Sammanfattning på engelska

The digital transformation in education has created many benefits but also introduced challenges with respect to navigate the ever-expanding repository of diverse learning materials. The vast array of resources can overwhelm both educators and learners, making it difficult to identify and utilize the most relevant resources effectively.

In light of this, there’s a critical demand for systems capable of effectively connecting these varied learning materials, thereby supporting teaching and learning. One promising approach to achieving this is leveraging natural language processing techniques. This thesis investigates the use of natural language processing to develop educational content recommendation systems that can automatically link learning resources like textbooks, quizzes, and curriculum goals.

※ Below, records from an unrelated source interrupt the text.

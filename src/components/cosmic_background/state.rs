use rand::SeedableRng;
use rand::rngs::SmallRng;

use super::config::BackgroundConfig;
use super::render;
use super::scene::{Scene, between, pick};
use super::surface::Painter;
use super::types::{NodePair, PROGRAM_GLYPHS, Pointer};

/// Stars wrap this far outside the viewport.
const STAR_WRAP_INSET: f64 = 4.0;
/// Nodes bounce off walls this far inside the viewport.
const NODE_MARGIN: f64 = 22.0;
const GLYPH_RESPAWN_ABOVE: f64 = -24.0;

#[derive(Clone, Copy, Debug, PartialEq, Eq)]
pub enum LoopMode {
	/// A frame callback chain repaints every display refresh.
	Looping,
	/// Frames are painted only in response to events.
	Static,
}

impl LoopMode {
	pub fn for_preference(reduced_motion: bool) -> Self {
		if reduced_motion { Self::Static } else { Self::Looping }
	}
}

/// What the host should do after feeding an event to the state.
#[derive(Clone, Copy, Debug, PartialEq, Eq)]
pub enum FrameRequest {
	/// Paint synchronously, no loop will pick the change up.
	PaintNow,
	/// The running loop paints on its next callback.
	NextFrame,
}

/// Everything one background instance owns between frames.
pub struct BackgroundState {
	pub config: BackgroundConfig,
	pub scene: Scene,
	pub pointer: Pointer,
	pub width: f64,
	pub height: f64,
	pub device_pixel_ratio: f64,
	pub reduced_motion: bool,
	pub timestamp: f64,
	pub frames: u64,
	rng: SmallRng,
}

impl BackgroundState {
	pub fn new(config: BackgroundConfig, seed: u64, width: f64, height: f64, reduced_motion: bool) -> Self {
		let mut rng = SmallRng::seed_from_u64(seed);
		let scene = Scene::build(&config, width, height, &mut rng);
		Self {
			config,
			scene,
			pointer: Pointer::default(),
			width,
			height,
			device_pixel_ratio: 1.0,
			reduced_motion,
			timestamp: 0.0,
			frames: 0,
			rng,
		}
	}

	pub fn mode(&self) -> LoopMode {
		LoopMode::for_preference(self.reduced_motion)
	}

	fn request(&self) -> FrameRequest {
		match self.mode() {
			LoopMode::Static => FrameRequest::PaintNow,
			LoopMode::Looping => FrameRequest::NextFrame,
		}
	}

	/// Replaces every entity population for the new viewport.
	pub fn resize(&mut self, width: f64, height: f64, device_pixel_ratio: f64) {
		self.width = width;
		self.height = height;
		self.device_pixel_ratio = self.config.device_pixel_ratio(device_pixel_ratio);
		self.scene = Scene::build(&self.config, width, height, &mut self.rng);
	}

	pub fn pointer_move(&mut self, client_x: f64, client_y: f64) -> FrameRequest {
		self.pointer = Pointer {
			x: normalise(client_x, self.width),
			y: normalise(client_y, self.height),
		};
		self.request()
	}

	pub fn pointer_leave(&mut self) -> FrameRequest {
		self.pointer = Pointer::default();
		self.request()
	}

	/// Returns `true` when the loop mode actually changed.
	pub fn set_reduced_motion(&mut self, reduced_motion: bool) -> bool {
		let changed = self.reduced_motion != reduced_motion;
		self.reduced_motion = reduced_motion;
		changed
	}

	/// Advances the simulation by one frame. Under reduced motion nothing
	/// integrates; only the timestamp is recorded.
	pub fn step(&mut self, timestamp: f64) {
		self.timestamp = timestamp;
		if self.reduced_motion {
			return;
		}
		self.step_stars();
		self.step_nodes();
		self.step_packets();
		self.step_glyphs();
	}

	/// One step and one paint.
	pub fn frame(&mut self, timestamp: f64, painter: &impl Painter) {
		self.step(timestamp);
		render::render(self, painter);
		self.frames += 1;
	}

	fn step_stars(&mut self) {
		let (w, h) = (self.width, self.height);
		for star in &mut self.scene.stars {
			star.x += star.drift_x;
			star.y += star.drift_y;

			if star.x < -STAR_WRAP_INSET {
				star.x = w + STAR_WRAP_INSET;
			}
			if star.x > w + STAR_WRAP_INSET {
				star.x = -STAR_WRAP_INSET;
			}
			if star.y < -STAR_WRAP_INSET {
				star.y = h + STAR_WRAP_INSET;
			}
			if star.y > h + STAR_WRAP_INSET {
				star.y = -STAR_WRAP_INSET;
			}
		}
	}

	fn step_nodes(&mut self) {
		let (w, h) = (self.width, self.height);
		for node in &mut self.scene.nodes {
			node.x += node.vx;
			node.y += node.vy;

			if node.x < NODE_MARGIN || node.x > w - NODE_MARGIN {
				node.vx = -node.vx;
			}
			if node.y < NODE_MARGIN || node.y > h - NODE_MARGIN {
				node.vy = -node.vy;
			}
		}
	}

	fn step_packets(&mut self) {
		let node_count = self.scene.nodes.len();
		for packet in &mut self.scene.packets {
			if packet.endpoints(&self.scene.nodes).is_none() {
				// Indices from a previous node population.
				if let Some(pair) = NodePair::pick(&mut self.rng, node_count, None) {
					packet.pair = pair;
					packet.progress = 0.0;
				}
				continue;
			}

			packet.progress += packet.speed;
			if packet.progress >= 1.0 {
				if let Some(pair) = NodePair::pick(&mut self.rng, node_count, Some(packet.pair)) {
					packet.pair = pair;
				}
				packet.progress = 0.0;
			}
		}
	}

	fn step_glyphs(&mut self) {
		let (w, h) = (self.width, self.height);
		for glyph in &mut self.scene.glyphs {
			glyph.y -= glyph.drift_y;
			glyph.x += glyph.drift_x;

			if glyph.y < GLYPH_RESPAWN_ABOVE {
				glyph.y = h + between(&mut self.rng, 12.0, 42.0);
				glyph.x = between(&mut self.rng, 24.0, w - 24.0);
				glyph.symbol = *pick(&mut self.rng, PROGRAM_GLYPHS);
			}

			if glyph.x < 8.0 {
				glyph.x = w - 12.0;
			}
			if glyph.x > w - 8.0 {
				glyph.x = 12.0;
			}
		}
	}
}

fn normalise(position: f64, extent: f64) -> f64 {
	if extent > 0.0 && position.is_finite() {
		(position / extent).clamp(0.0, 1.0)
	} else {
		0.5
	}
}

We propose two natural language processing approaches to connect and recommend pedagogically relevant materials, focusing on solving the linking task through an unsupervised manner. One approach is ontology-based, where we undertake the task of named entity recognition for concept extraction, aiming to use concepts to connect learning materials. The other approach is using language models – semantic textual similarity-based models and prompt-based large language models. Furthermore, we explore a combination of these approaches through embedding ensemble, and retrieval-augmented generation models that incorporate external knowledge as context through information retrieval with large language models for enhanced performances.

The contributions of this work are manifold, presenting empirical evidence that supports the effectiveness of these natural language processing techniques in the Swedish educational context. The findings highlight the superiority of unsupervised approach, achieving high performance in the content recommendation tasks.

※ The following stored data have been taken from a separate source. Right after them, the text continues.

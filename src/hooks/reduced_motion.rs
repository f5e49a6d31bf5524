use leptos::prelude::*;
use wasm_bindgen::prelude::*;

const QUERY: &str = "(prefers-reduced-motion: reduce)";

/// Tracks the `prefers-reduced-motion` media query. Stays `false` when the
/// host has no `matchMedia`.
pub fn use_reduced_motion() -> ReadSignal<bool> {
	let (reduced, set_reduced) = signal(false);
	let Some(query) = web_sys::window().and_then(|w| w.match_media(QUERY).ok().flatten()) else {
		return reduced;
	};
	set_reduced.set(query.matches());

	let watched = query.clone();
	let on_change = Closure::<dyn FnMut()>::new(move || set_reduced.set(watched.matches()));
	if query
		.add_event_listener_with_callback("change", on_change.as_ref().unchecked_ref())
		.is_err()
	{
		log::warn!("cannot watch {QUERY}, keeping initial value");
		return reduced;
	}

	let subscription = StoredValue::new_local(Some((query, on_change)));
	on_cleanup(move || {
		subscription.try_update_value(|sub| {
			if let Some((query, cb)) = sub.take() {
				let _ = query.remove_event_listener_with_callback("change", cb.as_ref().unchecked_ref());
			}
		});
	});
	reduced
}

The results show that contextual embeddings from large language models outperform traditional methods, prompt-based large language models outperform semantic textual similarity-based models, and retrieval augmented generation can further improve the performances of large language models given the right scope of retrieved context. Moreover, the potential practical applications of the proposed approaches for the automatic linkage of digital learning materials pave the way for the development of intelligent and adaptive learning systems, and the creation of intelligent textbooks.